During July this year, I completed two weeks of laboratory work experience in the prestigious King’s College London – dedicated to researching aspects of Developmental Neurobiology. The goal of the lab is to study neuronal growth and cell differentiation in the early stages of Zebrafish brain development. This research has been used to find treatments for various neurodegenerative diseases, such as FOXG1 syndrome. I learned about many concepts, laboratory methods and techniques which are covered in a Master’s degree (or even PhD) in Biology or Biomedical Sciences. At university, I am hoping to study Biomedical Sciences and later to research different fields of neuroscience or developmental biology. I anticipate my research would then either contribute to human knowledge or help synthesise new treatments for neurological diseases. Therefore, the work experience gave me insight into what my day-to-day routine would look like as a researcher. The highlight was definitely studying and performing practicals on real Zebrafish embryos (or getting lunch at Borough Market every day – it’s a close second!)

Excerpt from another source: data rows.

//! Game history and answer audit trail, stored as strings in a `KeyValueStore`.

use std::sync::Arc;

use async_trait::async_trait;
use chrono::{DateTime, Utc};
use quiz_core::model::{AnswerRecord, GameRecord, GameRecordError};
use serde::{Deserialize, Serialize};
use thiserror::Error;
use tracing::{debug, warn};

use crate::repository::{AnswerLogRepository, HistoryRepository, KeyValueStore, StorageError};

/// Key holding the JSON array of completed games.
pub const HISTORY_KEY: &str = "gameHistory";

/// Key holding the newline-delimited answer trail.
pub const ANSWERS_KEY: &str = "userAnswers";

/// Reasons a stored history string could not be decoded.
#[derive(Debug, Error)]
#[non_exhaustive]
pub enum HistoryDecodeError {
    #[error("history is blank")]
    Blank,
    #[error(transparent)]
    Json(#[from] serde_json::Error),
    #[error(transparent)]
    Record(#[from] GameRecordError),
}

/// Persisted JSON shape of a game record.
#[derive(Debug, Serialize, Deserialize)]
#[serde(rename_all = "camelCase")]
struct GameRecordJson {
    #[serde(with = "chrono::serde::ts_milliseconds")]
    timestamp: DateTime<Utc>,
    score: u32,
    question_texts: Vec<String>,
    chosen_answers: Vec<String>,
    correct_answers: Vec<String>,
}

impl GameRecordJson {
    fn from_record(record: &GameRecord) -> Self {
        Self {
            timestamp: record.timestamp(),
            score: record.score(),
            question_texts: record.question_texts().to_vec(),
            chosen_answers: record.chosen_answers().to_vec(),
            correct_answers: record.correct_answers().to_vec(),
        }
    }

    fn into_record(self) -> Result<GameRecord, GameRecordError> {
        GameRecord::from_persisted(
            self.timestamp,
            self.score,
            self.question_texts,
            self.chosen_answers,
            self.correct_answers,
        )
    }
}

/// Decode a stored history string.
///
/// # Errors
///
/// Returns `HistoryDecodeError` for blank input, malformed JSON, or a record whose
/// sequences are misaligned.
pub fn decode_history(raw: &str) -> Result<Vec<GameRecord>, HistoryDecodeError> {
    if raw.trim().is_empty() {
        return Err(HistoryDecodeError::Blank);
    }
    let rows: Vec<GameRecordJson> = serde_json::from_str(raw)?;
    let mut out = Vec::with_capacity(rows.len());
    for row in rows {
        out.push(row.into_record()?);
    }
    Ok(out)
}

/// Encode records as the stored JSON array.
///
/// # Errors
///
/// Returns `StorageError::Serialization` if encoding fails.
pub fn encode_history(records: &[GameRecord]) -> Result<String, StorageError> {
    let rows: Vec<GameRecordJson> = records.iter().map(GameRecordJson::from_record).collect();
    serde_json::to_string(&rows).map_err(|e| StorageError::Serialization(e.to_string()))
}

/// Append-only history log kept as one JSON array under `HISTORY_KEY`.
///
/// Appends are a plain read-modify-write with no transaction around them, which is
/// fine for a single process with a single user.
#[derive(Clone)]
pub struct HistoryStore {
    kv: Arc<dyn KeyValueStore>,
}

impl HistoryStore {
    #[must_use]
    pub fn new(kv: Arc<dyn KeyValueStore>) -> Self {
        Self { kv }
    }
}

#[async_trait]
impl HistoryRepository for HistoryStore {
    async fn append(&self, record: &GameRecord) -> Result<(), StorageError> {
        let mut records = self.load_all().await?;
        records.push(record.clone());
        let encoded = encode_history(&records)?;
        self.kv.set(HISTORY_KEY, &encoded).await?;
        debug!(id = %record.id(), total = records.len(), "appended game record");
        Ok(())
    }

    async fn load_all(&self) -> Result<Vec<GameRecord>, StorageError> {
        let Some(raw) = self.kv.get(HISTORY_KEY).await? else {
            return Ok(Vec::new());
        };
        match decode_history(&raw) {
            Ok(records) => Ok(records),
            Err(HistoryDecodeError::Blank) => Ok(Vec::new()),
            Err(err) => {
                warn!(error = %err, "discarding unreadable game history");
                Ok(Vec::new())
            }
        }
    }
}

/// Newline-delimited `question:answer:correct:score` trail under `ANSWERS_KEY`.
///
/// Debugging artifact only; nothing reads it back.
#[derive(Clone)]
pub struct AnswerAuditLog {
    kv: Arc<dyn KeyValueStore>,
}

impl AnswerAuditLog {
    #[must_use]
    pub fn new(kv: Arc<dyn KeyValueStore>) -> Self {
        Self { kv }
    }
}

#[async_trait]
impl AnswerLogRepository for AnswerAuditLog {
    async fn append_answer(&self, answer: &AnswerRecord) -> Result<(), StorageError> {
        let previous = self.kv.get(ANSWERS_KEY).await?.unwrap_or_default();
        let updated = format!("{previous}\n{}", answer.audit_line());
        self.kv.set(ANSWERS_KEY, &updated).await
    }
}

#[cfg(test)]
mod tests {
    use super::*;
    use crate::repository::InMemoryKeyValueStore;
    use chrono::Duration;
    use quiz_core::model::GameRecordId;
    use quiz_core::time::fixed_now;

    fn record(at: DateTime<Utc>, score: u32) -> GameRecord {
        GameRecord::from_persisted(
            at,
            score,
            vec!["Q1".into(), "Q2".into()],
            vec!["A1".into(), "wrong".into()],
            vec!["A1".into(), "A2".into()],
        )
        .unwrap()
    }

    fn store_with(raw: Option<&str>) -> (InMemoryKeyValueStore, HistoryStore) {
        let kv = match raw {
            Some(raw) => InMemoryKeyValueStore::with_entry(HISTORY_KEY, raw),
            None => InMemoryKeyValueStore::new(),
        };
        let store = HistoryStore::new(Arc::new(kv.clone()));
        (kv, store)
    }

    #[test]
    fn encode_then_decode_yields_equal_records() {
        let records = vec![record(fixed_now(), 10), record(fixed_now() + Duration::hours(1), 20)];
        let encoded = encode_history(&records).unwrap();
        assert_eq!(decode_history(&encoded).unwrap(), records);
    }

    #[test]
    fn encodes_camel_case_with_millisecond_timestamp() {
        let encoded = encode_history(&[record(fixed_now(), 10)]).unwrap();
        let value: serde_json::Value = serde_json::from_str(&encoded).unwrap();
        let first = &value[0];
        assert_eq!(first["timestamp"], 1_700_000_000_000_i64);
        assert_eq!(first["score"], 10);
        assert_eq!(first["questionTexts"][1], "Q2");
        assert_eq!(first["chosenAnswers"][1], "wrong");
        assert_eq!(first["correctAnswers"][1], "A2");
    }

    #[test]
    fn decode_rejects_misaligned_record() {
        let raw = r#"[{"timestamp":1,"score":0,"questionTexts":["Q"],"chosenAnswers":[],"correctAnswers":["A"]}]"#;
        let err = decode_history(raw).unwrap_err();
        assert!(matches!(err, HistoryDecodeError::Record(_)));
    }

    #[tokio::test]
    async fn absent_key_loads_empty() {
        let (_kv, store) = store_with(None);
        assert!(store.load_all().await.unwrap().is_empty());
    }

    #[tokio::test]
    async fn blank_value_loads_empty() {
        let (_kv, store) = store_with(Some(""));
        assert!(store.load_all().await.unwrap().is_empty());
    }

    #[tokio::test]
    async fn corrupt_value_loads_empty() {
        let (_kv, store) = store_with(Some("{not json"));
        assert!(store.load_all().await.unwrap().is_empty());
    }

    #[tokio::test]
    async fn append_keeps_insertion_order() {
        let (_kv, store) = store_with(None);
        let later = record(fixed_now() + Duration::minutes(5), 30);
        let earlier = record(fixed_now(), 10);

        store.append(&later).await.unwrap();
        store.append(&earlier).await.unwrap();

        let all = store.load_all().await.unwrap();
        assert_eq!(all, vec![later, earlier]);
    }

    #[tokio::test]
    async fn append_over_corrupt_value_starts_fresh() {
        let (kv, store) = store_with(Some("garbage"));
        let r = record(fixed_now(), 10);

        store.append(&r).await.unwrap();

        assert_eq!(store.load_all().await.unwrap(), vec![r]);
        let raw = kv.get(HISTORY_KEY).await.unwrap().unwrap();
        assert!(raw.starts_with('['));
    }

    #[tokio::test]
    async fn find_by_id_matches_timestamp() {
        let (_kv, store) = store_with(None);
        let first = record(fixed_now(), 10);
        let second = record(fixed_now() + Duration::seconds(1), 20);
        store.append(&first).await.unwrap();
        store.append(&second).await.unwrap();

        let found = store.find_by_id(second.id()).await.unwrap();
        assert_eq!(found, Some(second));

        let missing = store
            .find_by_id(GameRecordId::new(42))
            .await
            .unwrap();
        assert!(missing.is_none());
    }

    #[tokio::test]
    async fn audit_log_appends_newline_delimited_lines() {
        let kv = InMemoryKeyValueStore::new();
        let log = AnswerAuditLog::new(Arc::new(kv.clone()));

        log.append_answer(&AnswerRecord::new("Q1", "A", true, 10))
            .await
            .unwrap();
        log.append_answer(&AnswerRecord::new("Q2", "B", false, 10))
            .await
            .unwrap();

        let raw = kv.get(ANSWERS_KEY).await.unwrap().unwrap();
        assert_eq!(raw, "\nQ1:A:true:10\nQ2:B:false:10");
    }
}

In the Zebrafish embryos, a GFP marker (a neon green fluorescent marker) was injected into motor neurons present in the spinal cord, so the outline of it could be viewed underneath a UV microscope with ease. During the second week of my placement, I analysed mouse embryos underneath a UV microscope, looking at neuron and eye cell formation. Adding fluorescent markers to the specimen is a lengthy process and took many days – many antibody washes had to be done, as well as antibody retrieval procedures, to make sure the markers bind to their specific cells in the mouse forebrain. However, all the hard work paid off when we saw results at the end of the week!
The experience provided me with excellent insights into the life of a researcher in a biological field. The staff and students were especially kind as well, and always willing to talk about their various projects in the lab.